* Exercise description *
From the data below, repeat exactly the lines from the line with "pub const STRING_QUOTES: [u8;" to the line with "const NUMBER_PATTERN: &str", both included.

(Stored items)

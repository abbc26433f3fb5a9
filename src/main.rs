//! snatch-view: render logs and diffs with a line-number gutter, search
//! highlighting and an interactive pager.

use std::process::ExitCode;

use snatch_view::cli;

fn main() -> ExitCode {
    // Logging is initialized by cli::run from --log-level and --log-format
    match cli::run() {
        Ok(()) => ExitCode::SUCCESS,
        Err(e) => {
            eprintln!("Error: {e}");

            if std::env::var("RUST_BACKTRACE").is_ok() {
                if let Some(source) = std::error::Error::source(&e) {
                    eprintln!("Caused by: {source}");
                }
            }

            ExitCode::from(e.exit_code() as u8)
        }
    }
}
* * *
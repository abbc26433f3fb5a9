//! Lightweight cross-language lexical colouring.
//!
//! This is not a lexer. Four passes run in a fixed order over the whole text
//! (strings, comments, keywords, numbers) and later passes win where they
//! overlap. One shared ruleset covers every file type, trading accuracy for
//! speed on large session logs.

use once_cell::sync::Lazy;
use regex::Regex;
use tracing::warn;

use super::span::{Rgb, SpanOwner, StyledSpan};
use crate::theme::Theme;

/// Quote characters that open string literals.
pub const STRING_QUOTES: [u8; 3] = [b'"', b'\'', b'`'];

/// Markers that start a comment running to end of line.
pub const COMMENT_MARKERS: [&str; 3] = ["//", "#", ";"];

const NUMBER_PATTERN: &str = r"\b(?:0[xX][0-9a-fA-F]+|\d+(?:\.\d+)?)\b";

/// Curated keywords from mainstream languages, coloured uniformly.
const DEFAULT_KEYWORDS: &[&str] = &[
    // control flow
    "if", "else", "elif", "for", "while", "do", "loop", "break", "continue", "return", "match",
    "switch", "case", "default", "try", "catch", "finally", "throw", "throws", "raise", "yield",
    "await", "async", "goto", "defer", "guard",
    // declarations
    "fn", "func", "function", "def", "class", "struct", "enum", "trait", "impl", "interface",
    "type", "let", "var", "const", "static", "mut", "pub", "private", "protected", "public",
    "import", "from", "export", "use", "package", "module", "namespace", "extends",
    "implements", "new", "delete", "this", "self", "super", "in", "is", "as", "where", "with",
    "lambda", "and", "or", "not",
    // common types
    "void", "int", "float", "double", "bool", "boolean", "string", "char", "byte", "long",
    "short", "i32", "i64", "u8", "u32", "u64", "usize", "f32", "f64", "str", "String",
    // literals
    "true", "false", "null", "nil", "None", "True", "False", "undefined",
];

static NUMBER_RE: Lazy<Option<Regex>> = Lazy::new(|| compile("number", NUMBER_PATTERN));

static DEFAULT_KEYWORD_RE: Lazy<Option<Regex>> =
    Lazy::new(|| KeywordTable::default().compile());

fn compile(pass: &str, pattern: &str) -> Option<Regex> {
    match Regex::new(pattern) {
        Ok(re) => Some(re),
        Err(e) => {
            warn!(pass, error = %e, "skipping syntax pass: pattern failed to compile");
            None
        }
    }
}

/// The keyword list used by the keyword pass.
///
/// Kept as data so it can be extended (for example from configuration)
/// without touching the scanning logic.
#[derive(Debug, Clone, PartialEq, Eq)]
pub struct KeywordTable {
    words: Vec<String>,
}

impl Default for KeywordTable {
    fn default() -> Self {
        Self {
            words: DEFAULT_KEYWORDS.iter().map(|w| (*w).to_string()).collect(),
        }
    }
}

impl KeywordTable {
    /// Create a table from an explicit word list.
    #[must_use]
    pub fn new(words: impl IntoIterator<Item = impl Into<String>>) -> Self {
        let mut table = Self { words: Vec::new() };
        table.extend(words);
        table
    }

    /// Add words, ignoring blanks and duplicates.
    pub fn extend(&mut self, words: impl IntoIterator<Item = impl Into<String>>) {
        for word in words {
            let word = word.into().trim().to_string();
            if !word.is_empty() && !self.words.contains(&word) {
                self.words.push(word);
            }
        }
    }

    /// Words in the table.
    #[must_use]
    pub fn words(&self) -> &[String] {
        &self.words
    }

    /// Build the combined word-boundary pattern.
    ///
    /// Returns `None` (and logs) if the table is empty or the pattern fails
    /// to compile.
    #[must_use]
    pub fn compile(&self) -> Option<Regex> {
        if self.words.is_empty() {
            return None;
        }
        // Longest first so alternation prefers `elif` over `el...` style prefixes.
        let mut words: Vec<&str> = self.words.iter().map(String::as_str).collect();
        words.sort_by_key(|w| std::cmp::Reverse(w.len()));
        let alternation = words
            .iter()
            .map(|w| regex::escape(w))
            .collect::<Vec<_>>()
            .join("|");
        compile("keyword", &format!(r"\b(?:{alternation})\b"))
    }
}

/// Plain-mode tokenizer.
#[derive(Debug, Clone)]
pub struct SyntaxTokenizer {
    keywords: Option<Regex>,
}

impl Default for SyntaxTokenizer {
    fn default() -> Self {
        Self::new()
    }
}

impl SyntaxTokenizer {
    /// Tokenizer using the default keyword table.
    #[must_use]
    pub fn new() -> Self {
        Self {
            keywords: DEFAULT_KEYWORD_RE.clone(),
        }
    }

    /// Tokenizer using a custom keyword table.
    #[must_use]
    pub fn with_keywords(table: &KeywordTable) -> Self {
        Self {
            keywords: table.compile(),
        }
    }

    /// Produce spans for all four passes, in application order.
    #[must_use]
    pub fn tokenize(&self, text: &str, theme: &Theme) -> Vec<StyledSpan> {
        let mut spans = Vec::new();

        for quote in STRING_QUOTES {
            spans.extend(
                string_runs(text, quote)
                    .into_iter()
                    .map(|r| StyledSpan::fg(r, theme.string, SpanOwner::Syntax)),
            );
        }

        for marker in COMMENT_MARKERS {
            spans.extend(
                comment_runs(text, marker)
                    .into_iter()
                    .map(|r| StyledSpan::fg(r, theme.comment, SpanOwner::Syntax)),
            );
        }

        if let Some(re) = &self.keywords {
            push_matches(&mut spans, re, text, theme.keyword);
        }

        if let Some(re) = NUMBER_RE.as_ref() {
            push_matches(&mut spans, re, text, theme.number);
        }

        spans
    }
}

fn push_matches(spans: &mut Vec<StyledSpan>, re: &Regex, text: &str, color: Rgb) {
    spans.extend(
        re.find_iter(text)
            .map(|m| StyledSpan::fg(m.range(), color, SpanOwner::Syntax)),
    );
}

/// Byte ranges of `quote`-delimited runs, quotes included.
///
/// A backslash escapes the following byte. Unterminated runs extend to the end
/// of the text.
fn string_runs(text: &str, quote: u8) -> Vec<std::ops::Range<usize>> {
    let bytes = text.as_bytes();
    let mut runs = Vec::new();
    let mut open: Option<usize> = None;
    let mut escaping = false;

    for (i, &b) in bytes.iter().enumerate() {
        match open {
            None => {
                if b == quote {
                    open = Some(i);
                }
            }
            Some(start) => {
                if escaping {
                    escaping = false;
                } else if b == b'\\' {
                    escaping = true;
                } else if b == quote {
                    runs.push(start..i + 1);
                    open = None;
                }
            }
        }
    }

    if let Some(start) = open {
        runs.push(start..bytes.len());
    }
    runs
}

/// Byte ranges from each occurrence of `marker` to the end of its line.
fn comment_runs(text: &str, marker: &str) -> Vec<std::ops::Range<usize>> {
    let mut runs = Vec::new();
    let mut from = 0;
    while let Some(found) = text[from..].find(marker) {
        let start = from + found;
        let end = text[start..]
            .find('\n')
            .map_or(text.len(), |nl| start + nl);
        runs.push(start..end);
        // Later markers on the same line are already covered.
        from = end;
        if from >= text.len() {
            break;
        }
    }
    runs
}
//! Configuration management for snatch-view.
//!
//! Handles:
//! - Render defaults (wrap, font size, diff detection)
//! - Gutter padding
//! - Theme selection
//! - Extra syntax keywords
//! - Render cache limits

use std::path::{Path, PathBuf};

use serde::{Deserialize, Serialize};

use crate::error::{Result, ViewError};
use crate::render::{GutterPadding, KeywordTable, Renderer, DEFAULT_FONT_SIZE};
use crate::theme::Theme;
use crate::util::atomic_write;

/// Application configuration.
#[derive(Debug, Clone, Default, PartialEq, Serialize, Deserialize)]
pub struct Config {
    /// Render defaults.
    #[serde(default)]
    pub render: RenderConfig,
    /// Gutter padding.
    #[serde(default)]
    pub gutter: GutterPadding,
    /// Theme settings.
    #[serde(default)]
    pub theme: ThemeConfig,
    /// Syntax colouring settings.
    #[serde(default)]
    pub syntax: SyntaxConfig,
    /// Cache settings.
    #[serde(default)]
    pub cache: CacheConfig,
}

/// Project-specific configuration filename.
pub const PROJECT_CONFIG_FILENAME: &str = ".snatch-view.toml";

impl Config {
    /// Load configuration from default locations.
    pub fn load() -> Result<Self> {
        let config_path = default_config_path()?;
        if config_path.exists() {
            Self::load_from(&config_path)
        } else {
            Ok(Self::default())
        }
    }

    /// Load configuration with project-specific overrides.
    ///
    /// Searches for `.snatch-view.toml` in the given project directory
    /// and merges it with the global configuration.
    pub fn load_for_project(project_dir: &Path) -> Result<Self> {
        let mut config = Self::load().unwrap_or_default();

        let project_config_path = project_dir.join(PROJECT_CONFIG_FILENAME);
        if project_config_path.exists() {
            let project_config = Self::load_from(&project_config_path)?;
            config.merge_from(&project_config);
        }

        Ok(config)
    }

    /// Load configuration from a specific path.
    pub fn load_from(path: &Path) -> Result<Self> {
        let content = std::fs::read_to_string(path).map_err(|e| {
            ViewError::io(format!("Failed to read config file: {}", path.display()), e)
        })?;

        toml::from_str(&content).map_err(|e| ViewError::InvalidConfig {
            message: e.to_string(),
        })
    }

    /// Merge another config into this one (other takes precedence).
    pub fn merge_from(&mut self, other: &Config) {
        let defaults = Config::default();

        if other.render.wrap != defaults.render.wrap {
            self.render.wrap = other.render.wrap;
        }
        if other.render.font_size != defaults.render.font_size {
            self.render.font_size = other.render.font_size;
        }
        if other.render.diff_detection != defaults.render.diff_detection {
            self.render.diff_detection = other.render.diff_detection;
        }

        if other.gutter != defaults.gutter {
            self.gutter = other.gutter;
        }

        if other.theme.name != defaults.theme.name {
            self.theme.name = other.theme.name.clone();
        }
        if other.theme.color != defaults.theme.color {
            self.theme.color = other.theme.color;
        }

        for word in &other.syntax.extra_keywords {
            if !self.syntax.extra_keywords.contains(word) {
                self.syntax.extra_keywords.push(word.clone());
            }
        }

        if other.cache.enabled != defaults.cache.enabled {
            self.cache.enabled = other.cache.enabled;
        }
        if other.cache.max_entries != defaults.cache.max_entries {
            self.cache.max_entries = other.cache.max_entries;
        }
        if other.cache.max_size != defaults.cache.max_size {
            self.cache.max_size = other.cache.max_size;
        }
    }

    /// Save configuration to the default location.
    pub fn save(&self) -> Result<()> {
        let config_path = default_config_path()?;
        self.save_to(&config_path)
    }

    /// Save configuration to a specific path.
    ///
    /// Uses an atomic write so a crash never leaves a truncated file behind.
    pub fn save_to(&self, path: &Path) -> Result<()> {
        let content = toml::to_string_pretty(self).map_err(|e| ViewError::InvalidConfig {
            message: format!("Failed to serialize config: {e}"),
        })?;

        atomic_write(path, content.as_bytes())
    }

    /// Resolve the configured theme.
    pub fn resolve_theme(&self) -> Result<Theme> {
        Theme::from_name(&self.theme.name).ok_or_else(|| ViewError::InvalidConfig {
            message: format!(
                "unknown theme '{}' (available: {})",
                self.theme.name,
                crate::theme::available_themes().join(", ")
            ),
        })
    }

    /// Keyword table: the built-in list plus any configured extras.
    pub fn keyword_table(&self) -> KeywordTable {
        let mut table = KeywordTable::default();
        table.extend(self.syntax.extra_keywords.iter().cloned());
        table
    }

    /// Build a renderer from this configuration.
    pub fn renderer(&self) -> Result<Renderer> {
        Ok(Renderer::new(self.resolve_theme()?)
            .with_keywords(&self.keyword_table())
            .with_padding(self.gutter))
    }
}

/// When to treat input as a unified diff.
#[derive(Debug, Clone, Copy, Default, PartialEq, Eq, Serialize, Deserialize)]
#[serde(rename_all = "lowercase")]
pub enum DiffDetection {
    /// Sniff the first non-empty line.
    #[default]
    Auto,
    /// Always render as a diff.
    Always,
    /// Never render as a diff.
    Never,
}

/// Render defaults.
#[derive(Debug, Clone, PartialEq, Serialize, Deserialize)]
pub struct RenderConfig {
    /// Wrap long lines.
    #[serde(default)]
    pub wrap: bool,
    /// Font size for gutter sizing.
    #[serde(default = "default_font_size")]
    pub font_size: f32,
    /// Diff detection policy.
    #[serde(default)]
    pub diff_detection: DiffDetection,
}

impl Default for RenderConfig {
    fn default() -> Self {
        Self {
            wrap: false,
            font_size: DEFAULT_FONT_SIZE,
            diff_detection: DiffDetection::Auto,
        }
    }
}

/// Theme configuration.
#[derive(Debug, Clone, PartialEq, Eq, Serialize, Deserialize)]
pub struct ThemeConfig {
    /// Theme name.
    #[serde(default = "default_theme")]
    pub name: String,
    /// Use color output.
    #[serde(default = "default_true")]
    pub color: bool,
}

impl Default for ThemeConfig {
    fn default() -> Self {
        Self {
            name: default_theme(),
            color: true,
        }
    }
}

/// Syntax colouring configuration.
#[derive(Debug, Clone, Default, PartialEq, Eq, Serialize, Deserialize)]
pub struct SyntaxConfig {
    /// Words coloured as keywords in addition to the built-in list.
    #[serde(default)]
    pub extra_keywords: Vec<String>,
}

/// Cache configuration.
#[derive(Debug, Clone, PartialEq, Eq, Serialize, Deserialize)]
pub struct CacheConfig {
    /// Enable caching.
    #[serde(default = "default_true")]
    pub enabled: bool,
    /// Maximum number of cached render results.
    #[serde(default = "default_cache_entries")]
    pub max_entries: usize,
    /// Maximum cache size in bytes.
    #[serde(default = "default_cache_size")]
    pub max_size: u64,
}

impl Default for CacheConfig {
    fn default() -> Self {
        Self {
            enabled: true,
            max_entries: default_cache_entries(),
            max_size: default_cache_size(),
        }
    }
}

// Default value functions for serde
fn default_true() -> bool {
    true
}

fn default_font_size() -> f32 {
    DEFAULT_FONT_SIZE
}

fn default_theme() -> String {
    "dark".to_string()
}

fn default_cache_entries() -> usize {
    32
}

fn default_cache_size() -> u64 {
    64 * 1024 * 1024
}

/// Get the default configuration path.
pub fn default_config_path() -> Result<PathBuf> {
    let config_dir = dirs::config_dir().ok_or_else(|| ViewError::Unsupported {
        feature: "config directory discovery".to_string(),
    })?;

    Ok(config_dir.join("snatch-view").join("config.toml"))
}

* Final answer *
pub const STRING_QUOTES: [u8; 3] = [b'"', b'\'', b'`'];

/// Markers that start a comment running to end of line.
pub const COMMENT_MARKERS: [&str; 3] = ["//", "#", ";"];

const NUMBER_PATTERN: &str = r"\b(?:0[xX][0-9a-fA-F]+|\d+(?:\.\d+)?)\b";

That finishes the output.